Terraform's advanced patterns — modular architecture, remote state, workspaces, drift detection, and policy-as-code — transform it from a "run once and pray" tool to a reliable, auditable infrastructure platform. This guide covers all of them with production-grade examples.

The Problem: Flat Terraform That Doesn't Scale

The anti-patterns that compound over time:

project/
├── main.tf          # 2,000+ lines of everything
├── variables.tf     # 50 variables, minimal documentation
├── outputs.tf       # What outputs exist? Nobody knows.
└── terraform.tfstate  # State on someone's laptop — NOT in git

When another team member runs terraform apply, they don't have the state file. When you add a new environment, you duplicate the entire directory. When you want to share the VPC configuration with another project, you copy-paste it.

The structured alternative:

infrastructure/
├── modules/
│   ├── vpc/              # Reusable VPC module
│   ├── eks/              # Reusable EKS cluster module
│   ├── rds/              # Reusable RDS module
│   └── service/          # Reusable service-level module
├── environments/
│   ├── dev/              # Dev environment composition
│   ├── staging/          # Staging environment composition
│   └── prod/             # Prod environment composition
└── global/               # Cross-environment resources (DNS, IAM)

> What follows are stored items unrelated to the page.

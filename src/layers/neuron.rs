use rand::Rng;
use serde::{Deserialize, Serialize};

use crate::activation::activation::ActivationFunction;
use crate::error::{Error, Result};
use crate::math::summation::SummationMode;
use crate::optim::settings::OptimizerMode;
use crate::optim::state::{OptimizerState, UpdateContext};

/// A single unit: `N_in` input weights followed by a bias.
///
/// The bias is stored as a positive number and subtracted from the weighted
/// sum. While a training session is open the neuron also owns one
/// `OptimizerState` per weight; outside a session that vector is empty and
/// gradient-related calls do nothing.
#[derive(Debug, Clone, Serialize, Deserialize)]
#[serde(try_from = "NeuronRecord", into = "NeuronRecord")]
pub struct Neuron {
    weights: Vec<f64>,
    optimizer: Vec<OptimizerState>,
}

/// On-disk form of a neuron; loading goes through `Neuron::from_weights`.
#[derive(Serialize, Deserialize)]
struct NeuronRecord {
    weights: Vec<f64>,
}

impl TryFrom<NeuronRecord> for Neuron {
    type Error = Error;

    fn try_from(record: NeuronRecord) -> Result<Neuron> {
        Neuron::from_weights(record.weights)
    }
}

impl From<Neuron> for NeuronRecord {
    fn from(neuron: Neuron) -> NeuronRecord {
        NeuronRecord { weights: neuron.weights }
    }
}

impl Neuron {
    /// `n_in` input weights plus a bias, all uniform in `[-1, 1]`.
    pub fn new<R: Rng + ?Sized>(n_in: usize, rng: &mut R) -> Neuron {
        let weights = (0..=n_in).map(|_| rng.gen_range(-1.0..=1.0)).collect();
        Neuron { weights, optimizer: Vec::new() }
    }

    /// Wraps explicit weights; the last entry is the bias.
    pub fn from_weights(weights: Vec<f64>) -> Result<Neuron> {
        if weights.len() < 2 {
            return Err(Error::InvalidWeights(format!(
                "a neuron needs at least one input weight and a bias, got {} values",
                weights.len()
            )));
        }
        Ok(Neuron { weights, optimizer: Vec::new() })
    }

    /// Number of inputs (the bias excluded).
    pub fn input_width(&self) -> usize {
        self.weights.len().saturating_sub(1)
    }

    pub fn weights(&self) -> &[f64] {
        &self.weights
    }

    pub fn weights_mut(&mut self) -> &mut [f64] {
        &mut self.weights
    }

    pub fn weighted_sum(&self, input: &[f64], mode: SummationMode) -> f64 {
        mode.weighted_sum(&self.weights, input)
    }

    pub fn forward(&self, input: &[f64], activation: &ActivationFunction, mode: SummationMode) -> f64 {
        activation.function(self.weighted_sum(input, mode))
    }

    /// Activation derivative at this neuron's weighted sum for `input`.
    pub fn activation_gradient(
        &self,
        input: &[f64],
        activation: &ActivationFunction,
        mode: SummationMode,
    ) -> f64 {
        activation.derivative(self.weighted_sum(input, mode))
    }

    /// Adds this sample's contribution to every weight's gradient.
    ///
    /// Safe to call concurrently for different samples: each accumulator is
    /// updated with an atomic add.
    pub fn accumulate_gradient(
        &self,
        error: f64,
        input: &[f64],
        activation: &ActivationFunction,
        mode: SummationMode,
    ) {
        let Some((bias, scales)) = self.optimizer.split_last() else {
            return;
        };
        let delta = self.activation_gradient(input, activation, mode) * error;
        for (state, x) in scales.iter().zip(input) {
            state.accumulate(x * delta);
        }
        bias.accumulate(-delta);
    }

    /// Moves every weight by its optimizer rule and clears the gradients.
    pub fn apply_update(&mut self, learning_rate: f64, ctx: UpdateContext<'_>) {
        for (w, state) in self.weights.iter_mut().zip(self.optimizer.iter_mut()) {
            state.update(w, learning_rate, ctx);
        }
    }

    /// Snapshot of the accumulated gradients; empty outside a session.
    pub fn gradients(&self) -> Vec<f64> {
        self.optimizer.iter().map(OptimizerState::gradient).collect()
    }

    pub fn is_training(&self) -> bool {
        !self.optimizer.is_empty()
    }

    pub(crate) fn init_training(&mut self, mode: OptimizerMode) {
        self.optimizer = (0..self.weights.len()).map(|_| OptimizerState::new(mode)).collect();
    }

    pub(crate) fn release_training(&mut self) {
        self.optimizer = Vec::new();
    }

    /// `w += U(-1, 1) * speed` for every weight.
    pub fn random_mutate<R: Rng + ?Sized>(&mut self, speed: f64, rng: &mut R) {
        if speed == 0.0 {
            return;
        }
        for w in &mut self.weights {
            *w += rng.gen_range(-1.0..=1.0) * speed;
        }
    }

    /// Resamples every weight uniformly within `±|w * speed|` of itself.
    pub fn smart_mutate<R: Rng + ?Sized>(&mut self, speed: f64, rng: &mut R) {
        if speed == 0.0 {
            return;
        }
        for w in &mut self.weights {
            let spread = (*w * speed).abs();
            if spread > 0.0 && spread.is_finite() {
                *w = rng.gen_range(*w - spread..=*w + spread);
            }
        }
    }
}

How It Works: Module Architecture

A Terraform module is any directory with .tf files. Modules encapsulate resources, expose a clean interface (variables/outputs), and hide implementation details. The calling configuration provides inputs; the module returns outputs.

Writing a Reusable Module

# modules/rds/variables.tf
variable "identifier" {
  description = "Unique identifier for this RDS instance"
  type        = string

  validation {
    condition     = can(regex("^[a-z][a-z0-9-]{1,60}$", var.identifier))
    error_message = "Identifier must be 2-62 lowercase alphanumeric characters or hyphens."
  }
}

variable "engine_version" {
  description = "PostgreSQL engine version"
  type        = string
  default     = "16.2"
}

variable "instance_class" {
  description = "RDS instance type"
  type        = string
  default     = "db.t3.medium"
}

variable "storage_gb" {
  description = "Allocated storage in gigabytes"
  type        = number
  default     = 20

  validation {
    condition     = var.storage_gb >= 20 && var.storage_gb <= 65536
    error_message = "Storage must be between 20 and 65536 GB."
  }
}

variable "subnet_ids" {
  description = "List of subnet IDs for the DB subnet group"
  type        = list(string)
}

variable "vpc_id" {
  description = "VPC ID for security group placement"
  type        = string
}

variable "allowed_security_group_ids" {
  description = "Security group IDs allowed to connect to this RDS instance"
  type        = list(string)
  default     = []
}

variable "tags" {
  description = "Additional tags to apply to resources"
  type        = map(string)
  default     = {}
}
# modules/rds/main.tf
locals {
  common_tags = merge(var.tags, {
    Module  = "rds"
    Managed = "terraform"
  })
}

resource "aws_db_subnet_group" "this" {
  name       = "${var.identifier}-subnet-group"
  subnet_ids = var.subnet_ids
  tags       = local.common_tags
}

resource "aws_security_group" "rds" {
  name        = "${var.identifier}-rds-sg"
  vpc_id      = var.vpc_id
  description = "Security group for ${var.identifier} RDS instance"
  tags        = local.common_tags

  ingress {
    from_port       = 5432
    to_port         = 5432
    protocol        = "tcp"
    security_groups = var.allowed_security_group_ids
    description     = "PostgreSQL from allowed security groups"
  }

  egress {
    from_port   = 0
    to_port     = 0
    protocol    = "-1"
    cidr_blocks = ["0.0.0.0/0"]
  }
}

resource "random_password" "master" {
  length           = 32
  special          = true
  override_special = "!#$%^&*()-_=+[]{}|"
}

resource "aws_secretsmanager_secret" "rds_password" {
  name                    = "/${var.identifier}/rds/master-password"
  recovery_window_in_days = 7
  tags                    = local.common_tags
}

resource "aws_secretsmanager_secret_version" "rds_password" {
  secret_id     = aws_secretsmanager_secret.rds_password.id
  secret_string = random_password.master.result
}

resource "aws_db_instance" "this" {
  identifier     = var.identifier
  engine         = "postgres"
  engine_version = var.engine_version
  instance_class = var.instance_class

  allocated_storage     = var.storage_gb
  max_allocated_storage = var.storage_gb * 2  # Auto-scaling up to 2×
  storage_encrypted     = true                 # Always encrypt

  db_subnet_group_name   = aws_db_subnet_group.this.name
  vpc_security_group_ids = [aws_security_group.rds.id]

  username = "postgres"
  password = random_password.master.result

  multi_az               = var.instance_class != "db.t3.micro"  # No multi-AZ for dev
  deletion_protection    = true
  skip_final_snapshot    = false
  final_snapshot_identifier = "${var.identifier}-final"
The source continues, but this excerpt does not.